Hamilton may delay North Hamilton Crossing study up to a year

Money left over from the South Hamilton Crossing overpass will be used to create a North Hamilton Crossing study, to buy a paramedic ambulance and pave some roads. MIKE RUTLEDGE/STAFF

Money left over from the South Hamilton Crossing overpass will be used to create a North Hamilton Crossing study, to buy a paramedic ambulance and pave some roads. MIKE RUTLEDGE/STAFF

City Council voted unanimously Wednesday to delay a study that would be the first step in creating the proposed North Hamilton Crossing bypass highway for up to a year, while promising the study will happen.

The delay will happen so the city can spend money on more immediate needs, including some street paving and replacement of an ambulance.

Rather than Hamilton spending $750,000 in 2020 on the study, an amount that would be combined with $250,000 for the estimated $1 million study that would propose routes for roadways and bridges that would be needed to span the Great Miami River and railroad tracks.

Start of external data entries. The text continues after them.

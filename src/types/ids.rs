//! Strongly-typed identifiers and credentials.
//!
//! All values are validated at construction time and implement common traits.

use serde::{Deserialize, Serialize};
use std::fmt;

/// Macro to define a strongly-typed string newtype wrapper.
///
/// Generates: struct, `from_string()`, `as_str()`, Serialize, Deserialize.
/// Passing `redacted` replaces the derived Debug and Display with versions
/// that never print the inner value.
macro_rules! define_id {
    ($name:ident, redacted) => {
        #[derive(Clone, PartialEq, Eq, Hash, Serialize, Deserialize)]
        pub struct $name(String);

        define_id!(@common $name);

        impl fmt::Debug for $name {
            fn fmt(&self, f: &mut fmt::Formatter<'_>) -> fmt::Result {
                write!(f, concat!(stringify!($name), "(<redacted>)"))
            }
        }

        impl fmt::Display for $name {
            fn fmt(&self, f: &mut fmt::Formatter<'_>) -> fmt::Result {
                f.write_str("<redacted>")
            }
        }
    };
    ($name:ident) => {
        #[derive(Debug, Clone, PartialEq, Eq, Hash, Serialize, Deserialize)]
        pub struct $name(String);

        define_id!(@common $name);

        impl fmt::Display for $name {
            fn fmt(&self, f: &mut fmt::Formatter<'_>) -> fmt::Result {
                write!(f, "{}", self.0)
            }
        }
    };
    (@common $name:ident) => {
        impl $name {
            pub fn from_string(s: String) -> Result<Self, &'static str> {
                if s.is_empty() {
                    return Err(concat!(stringify!($name), " cannot be empty"));
                }
                Ok(Self(s))
            }

            pub fn as_str(&self) -> &str {
                &self.0
            }
        }
    };
}

define_id!(SessionToken, redacted);
define_id!(IncidentId);

#[cfg(test)]
mod tests {
    use super::*;

    #[test]
    fn empty_values_are_rejected() {
        assert!(SessionToken::from_string(String::new()).is_err());
        assert_eq!(
            IncidentId::from_string(String::new()).unwrap_err(),
            "IncidentId cannot be empty"
        );
    }

    #[test]
    fn session_token_never_prints_its_value() {
        let token = SessionToken::from_string("s3cr3t".to_string()).unwrap();
        assert_eq!(token.as_str(), "s3cr3t");
        assert!(!format!("{token:?}").contains("s3cr3t"));
        assert!(!token.to_string().contains("s3cr3t"));
    }

    #[test]
    fn incident_id_displays_verbatim() {
        let id = IncidentId::from_string("42".to_string()).unwrap();
        assert_eq!(id.to_string(), "42");
    }
}
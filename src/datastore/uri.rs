//! URI builders for the host REST API.

use serde_json::{Map, Value};

/// Collection holding alert status definitions.
pub const ALERT_STATUS: &str = "alert_status";
/// Collection holding notification schemes.
pub const NOTIFICATION_SCHEMES: &str = "notification_schemes";
/// Collection holding external workflow action settings.
pub const EXTERNAL_WORKFLOW_ACTION_SETTINGS: &str = "externalworkflowaction_settings";
/// Collection holding incidents.
pub const INCIDENTS: &str = "incidents";
/// Collection holding the results attached to incidents.
pub const INCIDENT_RESULTS: &str = "incident_results";
/// Collection holding alert-manager-only users.
pub const ALERT_USERS: &str = "alert_users";

/// Built-in user directory endpoint.
pub const AUTHENTICATION_USERS: &str = "/services/authentication/users?output_mode=json&count=0";

/// `/servicesNS/<owner>/<app>` namespace all app-scoped URIs live under.
#[derive(Debug, Clone, PartialEq, Eq)]
pub struct Namespace {
    owner: String,
    app: String,
}

impl Namespace {
    pub fn new(owner: impl Into<String>, app: impl Into<String>) -> Self {
        Self {
            owner: owner.into(),
            app: app.into(),
        }
    }

    /// Same owner, different app.
    pub fn with_app(&self, app: impl Into<String>) -> Self {
        Self::new(self.owner.clone(), app)
    }

    fn prefix(&self) -> String {
        format!(
            "/servicesNS/{}/{}",
            urlencoding::encode(&self.owner),
            urlencoding::encode(&self.app)
        )
    }

    /// URI listing every record of `collection`.
    pub fn collection(&self, collection: &str) -> String {
        format!(
            "{}/storage/collections/data/{}?output_mode=json",
            self.prefix(),
            collection
        )
    }

    /// URI listing the records of `collection` whose `field` equals `value`.
    pub fn collection_where(&self, collection: &str, field: &str, value: &str) -> String {
        let mut filter = Map::new();
        filter.insert(field.to_string(), Value::String(value.to_string()));
        let filter = Value::Object(filter).to_string();
        format!(
            "{}&query={}",
            self.collection(collection),
            urlencoding::encode(&filter)
        )
    }

    /// URI of a single saved search in this namespace.
    pub fn saved_search(&self, name: &str) -> String {
        format!(
            "{}/admin/savedsearch/{}?output_mode=json",
            self.prefix(),
            urlencoding::encode(name)
        )
    }
}
//! Lookup handlers: users, status, saved-search description, notification
//! schemes, external workflow action settings.

use super::HandlerContext;
use crate::datastore::fetch;
use crate::datastore::records::{
    NotificationScheme, SavedSearchListing, StatusEntry, StatusSummary, WorkflowActionSetting,
    WorkflowActionSummary,
};
use crate::datastore::uri::{ALERT_STATUS, EXTERNAL_WORKFLOW_ACTION_SETTINGS, NOTIFICATION_SCHEMES};
use crate::types::{Error, Result};
use serde_json::Value;

/// `list_users`: the user directory's list, unmodified.
pub async fn list_users(ctx: HandlerContext<'_>) -> Result<Vec<Value>> {
    let users = ctx.users.user_list(ctx.token).await?;
    tracing::debug!(count = users.len(), "list_users");
    Ok(users)
}

/// `list_status`: public status definitions.
pub async fn list_status(ctx: HandlerContext<'_>) -> Result<Vec<StatusSummary>> {
    let uri = ctx.namespace.collection(ALERT_STATUS);
    let entries: Vec<StatusEntry> = fetch(ctx.store, &uri, ctx.token).await?;

    let status_list: Vec<StatusSummary> = entries
        .into_iter()
        .filter(StatusEntry::is_public)
        .map(StatusSummary::from)
        .collect();

    tracing::info!(count = status_list.len(), "status list");
    Ok(status_list)
}

/// `get_savedsearch_description`: description of `savedsearch` in `app`,
/// or an empty string when it has none.
pub async fn savedsearch_description(
    ctx: HandlerContext<'_>,
    savedsearch: &str,
    app: &str,
) -> Result<String> {
    let uri = ctx.namespace.with_app(app).saved_search(savedsearch);
    let listing: SavedSearchListing = fetch(ctx.store, &uri, ctx.token).await?;

    let entry = listing
        .entry
        .into_iter()
        .next()
        .ok_or_else(|| Error::malformed(format!("{uri}: no entry for saved search")))?;

    Ok(entry.content.description.unwrap_or_default())
}

/// `list_notification_schemes`: scheme names in stored order.
pub async fn list_notification_schemes(ctx: HandlerContext<'_>) -> Result<Vec<String>> {
    let uri = ctx.namespace.collection(NOTIFICATION_SCHEMES);
    let schemes: Vec<NotificationScheme> = fetch(ctx.store, &uri, ctx.token).await?;
    Ok(schemes.into_iter().map(|s| s.scheme_name).collect())
}

/// `list_externalworkflowaction_settings`: enabled actions as `{label, title}`.
pub async fn list_workflow_action_settings(
    ctx: HandlerContext<'_>,
) -> Result<Vec<WorkflowActionSummary>> {
    let uri = ctx.namespace.collection(EXTERNAL_WORKFLOW_ACTION_SETTINGS);
    let settings: Vec<WorkflowActionSetting> = fetch(ctx.store, &uri, ctx.token).await?;

    Ok(settings
        .into_iter()
        .filter(WorkflowActionSetting::is_enabled)
        .map(WorkflowActionSummary::from)
        .collect())
}
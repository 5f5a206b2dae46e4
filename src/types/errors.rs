//! Application error types.
//!
//! All errors use `thiserror` for automatic Error trait derivation and provide
//! clear error messages with context.

use thiserror::Error;

/// Application result type.
pub type Result<T> = std::result::Result<T, Error>;

/// Main error enum for the helpers endpoint.
#[derive(Error, Debug)]
pub enum Error {
    /// Malformed or incomplete request (generic error envelope).
    #[error("validation error: {0}")]
    Validation(String),

    /// Action name not in the dispatch table (generic error envelope).
    #[error("unknown action: {0}")]
    UnknownAction(String),

    /// A record the handler needs does not exist.
    #[error("not found: {0}")]
    NotFound(String),

    /// Data store reply is missing an expected field or is not valid JSON.
    #[error("malformed response: {0}")]
    MalformedResponse(String),

    /// Data store answered with a non-success HTTP status.
    #[error("data store returned HTTP {status} for {uri}")]
    DataStore { status: u16, uri: String },

    /// Outbound HTTP transport errors.
    #[error("http error: {0}")]
    Http(#[from] reqwest::Error),

    /// Serialization/deserialization errors.
    #[error("serialization error: {0}")]
    Serialization(#[from] serde_json::Error),

    /// I/O errors.
    #[error("io error: {0}")]
    Io(#[from] std::io::Error),
}

impl Error {
    /// Request-level errors are answered with the bare `{"payload": null}`
    /// envelope. Everything else is a per-request fault.
    pub fn is_request_error(&self) -> bool {
        matches!(self, Error::Validation(_) | Error::UnknownAction(_))
    }

    /// HTTP-like status reported to the host for this error, if any.
    pub fn status_code(&self) -> Option<u16> {
        if self.is_request_error() {
            None
        } else {
            Some(500)
        }
    }
}

// Convenience constructors
impl Error {
    pub fn validation(msg: impl Into<String>) -> Self {
        Self::Validation(msg.into())
    }

    pub fn unknown_action(action: impl Into<String>) -> Self {
        Self::UnknownAction(action.into())
    }

    pub fn not_found(msg: impl Into<String>) -> Self {
        Self::NotFound(msg.into())
    }

    pub fn malformed(msg: impl Into<String>) -> Self {
        Self::MalformedResponse(msg.into())
    }

    pub fn data_store(status: u16, uri: impl Into<String>) -> Self {
        Self::DataStore {
            status,
            uri: uri.into(),
        }
    }
}

#[cfg(test)]
mod tests {
    use super::*;

    #[test]
    fn request_errors_have_no_status() {
        assert!(Error::validation("missing action").is_request_error());
        assert!(Error::unknown_action("drop_tables").is_request_error());
        assert_eq!(Error::validation("x").status_code(), None);
    }

    #[test]
    fn downstream_errors_are_faults() {
        let err = Error::malformed("entry[0] missing");
        assert!(!err.is_request_error());
        assert_eq!(err.status_code(), Some(500));
        assert_eq!(
            Error::data_store(404, "/services/x").to_string(),
            "data store returned HTTP 404 for /services/x"
        );
    }
}
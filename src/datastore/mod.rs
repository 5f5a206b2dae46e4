//! Host REST API access.
//!
//! Handlers never talk HTTP directly: they go through the [`DataStore`] trait
//! with the caller's session token, build URIs with [`uri`] and decode bodies
//! into the typed records of [`records`]. [`RestDataStore`] is the production
//! implementation.

pub mod records;
pub mod rest;
pub mod uri;
pub mod users;

pub use rest::RestDataStore;
pub use users::{RestUserDirectory, UserDirectory};

use crate::types::{Error, Result, SessionToken};
use async_trait::async_trait;
use reqwest::Method;
use serde::de::DeserializeOwned;
use serde_json::Value;

/// Raw reply from the data store.
#[derive(Debug, Clone, PartialEq)]
pub struct DataStoreResponse {
    /// HTTP status code.
    pub status: u16,
    /// Parsed JSON body.
    pub body: Value,
}

impl DataStoreResponse {
    pub fn ok(body: Value) -> Self {
        Self { status: 200, body }
    }

    pub fn is_success(&self) -> bool {
        (200..300).contains(&self.status)
    }
}

/// Access to collections and admin endpoints of the host REST API.
///
/// `uri` is a path plus query string relative to the REST root, e.g.
/// `/servicesNS/nobody/alert_manager/storage/collections/data/alert_status?output_mode=json`.
#[cfg_attr(test, mockall::automock)]
#[async_trait]
pub trait DataStore: Send + Sync {
    async fn query(
        &self,
        method: Method,
        uri: &str,
        token: &SessionToken,
    ) -> Result<DataStoreResponse>;
}

/// GET `uri` and return the body, turning non-2xx replies into errors.
pub async fn fetch_json(store: &dyn DataStore, uri: &str, token: &SessionToken) -> Result<Value> {
    let response = store.query(Method::GET, uri, token).await?;
    if !response.is_success() {
        return Err(Error::data_store(response.status, uri));
    }
    tracing::debug!(uri, status = response.status, "data store response");
    Ok(response.body)
}

/// GET `uri` and decode the body into `T`.
pub async fn fetch<T: DeserializeOwned>(
    store: &dyn DataStore,
    uri: &str,
    token: &SessionToken,
) -> Result<T> {
    let body = fetch_json(store, uri, token).await?;
    decode(body, uri)
}

/// Decode a JSON body into a typed record, reporting missing or mistyped
/// fields as [`Error::MalformedResponse`].
pub fn decode<T: DeserializeOwned>(body: Value, uri: &str) -> Result<T> {
    serde_json::from_value(body).map_err(|e| Error::malformed(format!("{uri}: {e}")))
}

The North Hamilton Crossing project is a concept of a roadway north of the city’s downtown that would alleviate traffic on the main business corridor of High and Main streets. Many residents have expressed hope such a highway would alleviate heavy rush-hour traffic, particularly after the gigantic Spooky Nook Sports indoor sports facility and convention center opens in 2021. That project is expected to attract 10,000 or more athletes and their families to the city on some weekends.

Under a plan proposed by City Manager Joshua Smith and unanimously approved by the council, city government will put half of its $750,000 share for the study into its 2019 budget and spend the remaining half ($375,000) toward other projects.

Those projects would include $175,000 to replace a medic unit, $110,000 to replace a sidewalk on New London Road in front of Potter’s Golf Course, $90,000 for a crosswalk that will better connect residents of the Third + Dayton project (in the former Ohio Casualty complex) to nearby parking and $50,000 to pave an alley on South 2nd Street, next to where the 80 Acres indoor agricultural company has occupied a building.

Although Hamilton would only put half the $750,000 toward the study in the 2020 budget, it would do so with the promise of seeking funds from the state and federal governments to finance the remaining half. If that half could not be located, the city would be committed to placing the other half in its 2o21 budget, Smith said.

Meanwhile, $1.3 million remains from the South Hamilton Crossing project that created a Grand Boulevard overpass above the CSX railroad tracks so east-west vehicle traffic no longer has to stop for trains in that area. The $1.3 million is the amount Hamilton expects to receive because the project was under budget, and it will help finance several projects:

  • Sanders Drive will be repaved between Eaton Avenue and Hermay Drive, at a cost of $215,000.
  • Eaton Avenue will be repaved from the area of Flub's to Northwest Washington Boulevard, costing $165,000.
  • Grand Boulevard will be repaved from Ohio 4 to the railroad tracks, for $127,000.

If the city does not win the $375,000, “we will guarantee the remaining $375,000 … will be funded in our 2021 budget, with payment (to the Butler County Transportation Improvement District) in January 2021,” Smith wrote to council.

In addition to that repaving, Smith noted that city Engineering Director Rich Engle recommended that with funds the city will receive from the state gasoline tax, the city would do two other repaving projects:

  • Grand Boulevard from the Norfolk-Southern railroad tracks to the Five-Points intersection, costing $441,000; and
  • Tylersville Road, for which the city gets many pothole complaints, from the Ohio 4 Bypass to the entrance of Hamilton Enterprise Park, costing $1 million.